Смущенный, озадаченный, он снова обшарил комнату светлыми, как море,
глазами, - никого. Увидал рядом на подушке шляпу, чуть озадаченно
промолвил: "Ну и ну!", схватил ее, нахлобучил на голову, на самые уши,
повернулся, сел в постели, сунул ноги в шлепанцы, встал - в пижаме, в
шляпе, - подошел к двери, отворил ее, выглянул в коридор.
- Что? - произнес он. - Кто здесь?.. Ну и ну!
Там не было ни души, просто коридор, тихий, узкий утренний коридор,
закрытая дверь в комнату жены и лестница.
Он закрыл дверь, вернулся в глубь комнаты, все еще озадаченный, опять
старательно прислушался, склонив голову набок, здоровым правым ухом ловя
звуки.
Откуда же они донеслись? Он все еще слышал свое имя, теперь уже
еле-еле, оно слилось со множеством других, непонятных звуков. Но откуда
они доносились, с какой стороны? Да и слышал ли он их? Протяжное,
однообразное гуденье, точно электрический вентилятор - пожалуй, какой-то
мотор на улице? Негромкий удаляющийся гром - пожалуй, поезд на эстакаде?
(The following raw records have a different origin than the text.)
//! Self-test a single host.

use anyhow::{Context, Result};
use selftest_client::{FleetOptions, FleetOrchestrator};
use selftest_core::{SamplePercent, Verdict};
use selftest_types::HostId;

use super::{print_report, stop_on_ctrl_c, RunContext};

/// Run the machine command and return the host's verdict.
pub async fn run(ctx: &RunContext, host_id: HostId, ignore_requirements: bool) -> Result<Verdict> {
    let session = ctx.session(&[host_id])?;
    let options = FleetOptions {
        concurrency: 1,
        sample: SamplePercent::ALL,
        seed: None,
        ignore_requirements,
    };

    if !ctx.raw {
        println!("Self-testing host {}...", host_id);
        println!();
    }

    let mut orchestrator = FleetOrchestrator::new(session, options)?;
    if !ctx.raw {
        orchestrator = orchestrator.on_report(print_report);
    }
    let run = orchestrator
        .run(&[host_id], stop_on_ctrl_c())
        .await
        .context("Self-test could not start")?;

    let Some(report) = run.reports.get(&host_id) else {
        anyhow::bail!("No report for host {}", host_id);
    };
    if ctx.raw {
        println!("{}", serde_json::to_string_pretty(report)?);
    }

    Ok(report.verdict)
}
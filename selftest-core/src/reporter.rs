//! Human-readable rendering of reports.

use std::fmt::Write;

use crate::report::{FleetRun, SelfTestReport, TeardownOutcome, TestStage};
use crate::requirements::Severity;

/// Render one host's report.
pub fn summarize(report: &SelfTestReport) -> String {
    let mut out = String::new();
    let _ = writeln!(out, "Host {}", report.host_id);
    if let Some(class) = report.hardware_class {
        let _ = writeln!(out, "  Hardware class: {}", class);
    }

    if report.requirements.failures.is_empty() {
        let _ = writeln!(out, "  Requirements: all met");
    } else {
        let suffix = if report.requirements_overridden {
            " (overridden)"
        } else {
            ""
        };
        let _ = writeln!(out, "  Requirements{}:", suffix);
        for failure in &report.requirements.failures {
            let tag = match failure.severity {
                Severity::Blocking => "x",
                Severity::Advisory => "!",
            };
            let _ = writeln!(out, "    [{}] {}", tag, failure);
        }
    }

    let mut stage: Option<TestStage> = None;
    for result in &report.results {
        if stage != Some(result.stage) {
            stage = Some(result.stage);
            let _ = writeln!(out, "  {} tests:", result.stage);
        }
        let _ = write!(
            out,
            "    {:<5} {} ({} ms)",
            result.outcome.to_string(),
            result.name,
            result.duration.as_millis()
        );
        if !result.message.is_empty() {
            let _ = write!(out, ": {}", result.message);
        }
        out.push('\n');
    }

    if let Some(failure) = &report.failure {
        let _ = writeln!(out, "  Stopped: {}", failure);
    }

    match &report.teardown {
        TeardownOutcome::NotProvisioned => {}
        TeardownOutcome::Destroyed {
            instance_id,
            attempts,
        } => {
            let _ = writeln!(
                out,
                "  Teardown: instance {} destroyed ({} attempt{})",
                instance_id,
                attempts,
                if *attempts == 1 { "" } else { "s" }
            );
        }
        TeardownOutcome::Leaked {
            instance_id,
            attempts,
            error,
        } => {
            let _ = writeln!(
                out,
                "  WARNING: instance {} may still be running after {} destroy attempts: {}",
                instance_id, attempts, error
            );
        }
    }

    match report.reason() {
        Some(reason) => {
            let _ = writeln!(out, "  Result: {} ({})", report.verdict, reason);
        }
        None => {
            let _ = writeln!(out, "  Result: {}", report.verdict);
        }
    }
    out
}

/// Render aggregate counts for a fleet run.
pub fn summarize_fleet(run: &FleetRun) -> String {
    let mut out = String::new();
    let _ = writeln!(
        out,
        "Fleet self-test: {} selected, {} passed, {} failed (seed {})",
        run.selected.len(),
        run.passed.len(),
        run.failed.len(),
        run.seed
    );

    for id in &run.failed {
        let reason = run
            .reports
            .get(id)
            .and_then(SelfTestReport::reason)
            .unwrap_or_else(|| "no report".to_string());
        let _ = writeln!(out, "  FAIL {}: {}", id, reason);
    }

    let leaked = run.leaked();
    if !leaked.is_empty() {
        let _ = writeln!(out, "  {} teardown warning(s):", leaked.len());
        for (host, instance) in leaked {
            let _ = writeln!(out, "    host {} left instance {}", host, instance);
        }
    }
    out
}

#[cfg(test)]
mod tests {
    use super::*;
    use crate::hardware::HardwareClass;
    use crate::report::{PipelineFailure, TestOutcome, TestResult};
    use crate::requirements::{RequirementCheckResult, RequirementFailure};
    use selftest_types::{HostId, InstanceId};
    use std::collections::BTreeMap;
    use std::time::Duration;

    fn passing_report() -> SelfTestReport {
        let mut report =
            SelfTestReport::new(HostId::new(54321), RequirementCheckResult::all_met(), false);
        report.hardware_class = Some(HardwareClass::Consumer);
        report.results.push(TestResult {
            name: "system_info".into(),
            stage: TestStage::System,
            outcome: TestOutcome::Pass,
            message: "4x RTX 4090".into(),
            duration: Duration::from_millis(12),
            hard_dependency: true,
            mandatory: true,
        });
        report.teardown = TeardownOutcome::Destroyed {
            instance_id: InstanceId::new(900),
            attempts: 1,
        };
        report.finalize()
    }

    #[test]
    fn passing_host_shows_pass() {
        let text = summarize(&passing_report());
        assert!(text.starts_with("Host 54321\n"));
        assert!(text.contains("System tests:"));
        assert!(text.contains("PASS  system_info (12 ms): 4x RTX 4090"));
        assert!(text.contains("instance 900 destroyed (1 attempt)"));
        assert!(text.trim_end().ends_with("Result: PASS"));
    }

    #[test]
    fn requirement_failure_is_listed() {
        let requirements = RequirementCheckResult {
            met: false,
            failures: vec![RequirementFailure {
                name: "min_driver_version".into(),
                severity: Severity::Blocking,
                actual: "470.82.01".into(),
                expected: ">= 535.54.03".into(),
            }],
        };
        let report = SelfTestReport::new(HostId::new(54321), requirements, false).finalize();
        let text = summarize(&report);

        assert!(text.contains("[x] min_driver_version: 470.82.01 (expected >= 535.54.03)"));
        assert!(text.contains("Result: FAIL (RequirementFailure: min_driver_version)"));
        assert!(!text.contains("Teardown"));
    }

    #[test]
    fn leak_is_shown_as_warning() {
        let mut report = passing_report();
        report.teardown = TeardownOutcome::Leaked {
            instance_id: InstanceId::new(900),
            attempts: 10,
            error: "503".into(),
        };
        let text = summarize(&report);
        assert!(text.contains("WARNING: instance 900 may still be running"));
        assert!(text.contains("Result: PASS"));
    }

    #[test]
    fn fleet_summary_counts() {
        let mut reports = BTreeMap::new();
        reports.insert(HostId::new(54321), passing_report());
        reports.insert(
            HostId::new(2),
            SelfTestReport::failed(
                HostId::new(2),
                PipelineFailure::ProvisionTimeout("not running after 900s".into()),
            ),
        );
        let run = FleetRun::from_reports(vec![HostId::new(2), HostId::new(54321)], 42, reports);
        let text = summarize_fleet(&run);

        assert!(text.contains("2 selected, 1 passed, 1 failed (seed 42)"));
        assert!(text.contains("FAIL 2: ProvisionTimeout: not running after 900s"));
        assert!(!text.contains("teardown warning"));
    }
}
Или это жужжит муха? Или ноет комар? Нет, не может быть, ведь сейчас утро,
весна, май на дворе.
Легкий утренний ветерок шевелит занавеси в его приветливой комнате.
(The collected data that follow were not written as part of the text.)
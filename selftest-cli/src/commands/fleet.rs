//! Self-test a fleet of hosts.

use anyhow::{Context, Result};
use selftest_client::{FleetOptions, FleetOrchestrator};
use selftest_core::{summarize_fleet, SamplePercent};
use selftest_types::HostId;
use std::collections::BTreeSet;
use std::path::{Path, PathBuf};

use super::{print_report, stop_on_ctrl_c, RunContext};

/// Arguments of the fleet command.
#[derive(Debug, Clone)]
pub struct FleetArgs {
    /// Hosts named on the command line.
    pub host_ids: Vec<HostId>,
    /// File with more host ids.
    pub hosts_file: Option<PathBuf>,
    /// Share of hosts to test.
    pub sample_pct: f64,
    /// Concurrency override.
    pub concurrency: Option<usize>,
    /// Sampling seed.
    pub seed: Option<u64>,
    /// Run diagnostics despite unmet requirements.
    pub ignore_requirements: bool,
    /// Passed ids output override.
    pub passed_file: Option<PathBuf>,
    /// Failed ids output override.
    pub failed_file: Option<PathBuf>,
}

/// Run the fleet command.
pub async fn run(ctx: &RunContext, args: FleetArgs) -> Result<()> {
    let mut hosts = args.host_ids.clone();
    if let Some(path) = &args.hosts_file {
        hosts.extend(read_hosts_file(path).await?);
    }
    if hosts.is_empty() {
        anyhow::bail!("No host ids given. Pass them as arguments or with --hosts-file");
    }

    let options = FleetOptions {
        concurrency: args.concurrency.unwrap_or(ctx.config.fleet.concurrency),
        sample: SamplePercent::new(args.sample_pct)?,
        seed: args.seed,
        ignore_requirements: args.ignore_requirements,
    };
    let passed_file = args
        .passed_file
        .unwrap_or_else(|| ctx.config.fleet.passed_file.clone());
    let failed_file = args
        .failed_file
        .unwrap_or_else(|| ctx.config.fleet.failed_file.clone());

    let session = ctx.session(&hosts)?;
    let mut orchestrator = FleetOrchestrator::new(session, options)?;
    if !ctx.raw {
        orchestrator = orchestrator.on_report(print_report);
    }
    let run = orchestrator
        .run(&hosts, stop_on_ctrl_c())
        .await
        .context("Fleet self-test could not start")?;

    write_ids(&passed_file, &run.passed).await?;
    write_ids(&failed_file, &run.failed).await?;

    if ctx.raw {
        println!("{}", serde_json::to_string_pretty(&run)?);
    } else {
        print!("{}", summarize_fleet(&run));
        println!();
        println!("  Passed hosts: {}", passed_file.display());
        println!("  Failed hosts: {}", failed_file.display());
    }

    Ok(())
}

/// Read host ids separated by whitespace or commas. `#` starts a comment.
async fn read_hosts_file(path: &Path) -> Result<Vec<HostId>> {
    let contents = tokio::fs::read_to_string(path)
        .await
        .with_context(|| format!("Failed to read hosts file {}", path.display()))?;
    parse_host_list(&contents)
        .with_context(|| format!("Invalid hosts file {}", path.display()))
}

fn parse_host_list(contents: &str) -> Result<Vec<HostId>> {
    contents
        .lines()
        .map(|line| line.split('#').next().unwrap_or(""))
        .flat_map(|line| line.split(|c: char| c == ',' || c.is_whitespace()))
        .filter(|token| !token.is_empty())
        .map(|token| token.parse::<HostId>().map_err(anyhow::Error::from))
        .collect()
}

/// One id per line.
async fn write_ids(path: &Path, ids: &BTreeSet<HostId>) -> Result<()> {
    let contents: String = ids.iter().map(|id| format!("{}\n", id)).collect();
    tokio::fs::write(path, contents)
        .await
        .with_context(|| format!("Failed to write {}", path.display()))
}

#[cfg(test)]
mod tests {
    use super::*;
    use tempfile::tempdir;

    #[test]
    fn host_list_accepts_mixed_separators() {
        let ids = parse_host_list("1, 2\n3 4\n# retired\n5 # new\n\n").unwrap();
        assert_eq!(ids, (1..=5).map(HostId::new).collect::<Vec<_>>());
    }

    #[test]
    fn host_list_rejects_garbage() {
        assert!(parse_host_list("1\nabc\n").is_err());
    }

    #[tokio::test]
    async fn ids_file_has_one_id_per_line() {
        let dir = tempdir().unwrap();
        let path = dir.path().join("passed.log");
        let ids: BTreeSet<HostId> = [HostId::new(3), HostId::new(1)].into_iter().collect();

        write_ids(&path, &ids).await.unwrap();

        let contents = tokio::fs::read_to_string(&path).await.unwrap();
        assert_eq!(contents, "1\n3\n");
    }

    #[tokio::test]
    async fn empty_set_writes_empty_file() {
        let dir = tempdir().unwrap();
        let path = dir.path().join("failed.log");

        write_ids(&path, &BTreeSet::new()).await.unwrap();

        assert_eq!(tokio::fs::read_to_string(&path).await.unwrap(), "");
    }
}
Старая кровать с пологом на четырех столбиках, веселое и уютное старое
стеганое одеяло, старый комод, столик у кровати - на нем груда рукописей,
стакан с водой, очки, тут же стоят и тикают часы. Может, это их он слышал?
Он поднес часы к уху, прислушался. На каминной полке, лицом к нему - бюст
деда, сенатора Уильяма Лисхола Мортона - зоркий и незрячий, суровый,
худощавый, воплощение резкости и решимости; а еще в комнате два стула и на
стене эстамп: великолепный микеланджеловский Лоренцо Медичи. Лис поглядел
на него и улыбнулся.
- Мужчина, - негромко сказал он. - Мужчина так и должен выглядеть!
Молодой Цезарь, с могучими руками и ногами, восседает на троне;
великолепная голова в шлеме: он готов к битве, подбородком чуть оперся на
кисть благородной формы, он провидит великие события, свое предначертанье;
мысль сплетена с деянием, поэзия с действительностью, осторожность с
дерзостью, размышленье с решимостью: Мыслитель, Воин, Государственный муж,
Правитель - все в одном лице. "Таков и должен быть мужчина", - подумал
Лис.
Все еще несколько озадаченный, по-прежнему в пижаме и шляпе, Лис
подходит к окну и смотрит на улицу, - одной рукой подбоченился, закинул
голову, пренебрежительно раздул чуткие ноздри, легко, естественно, совсем
по-мальчишески наклонился, втянул воздух. Его овевает легкий утренний
ветерок, колышет тонкие, прозрачные занавеси.
За окном утро, и внизу утро, и в сияющем небе над головой - утро,
вокруг и напротив, со всех сторон бьющая наискось утренняя свежесть,
золотая утренняя свежесть - и улица. Унылые ржаво-бурые фасады напротив,
однообразные фасады улицы Черепашьей бухты.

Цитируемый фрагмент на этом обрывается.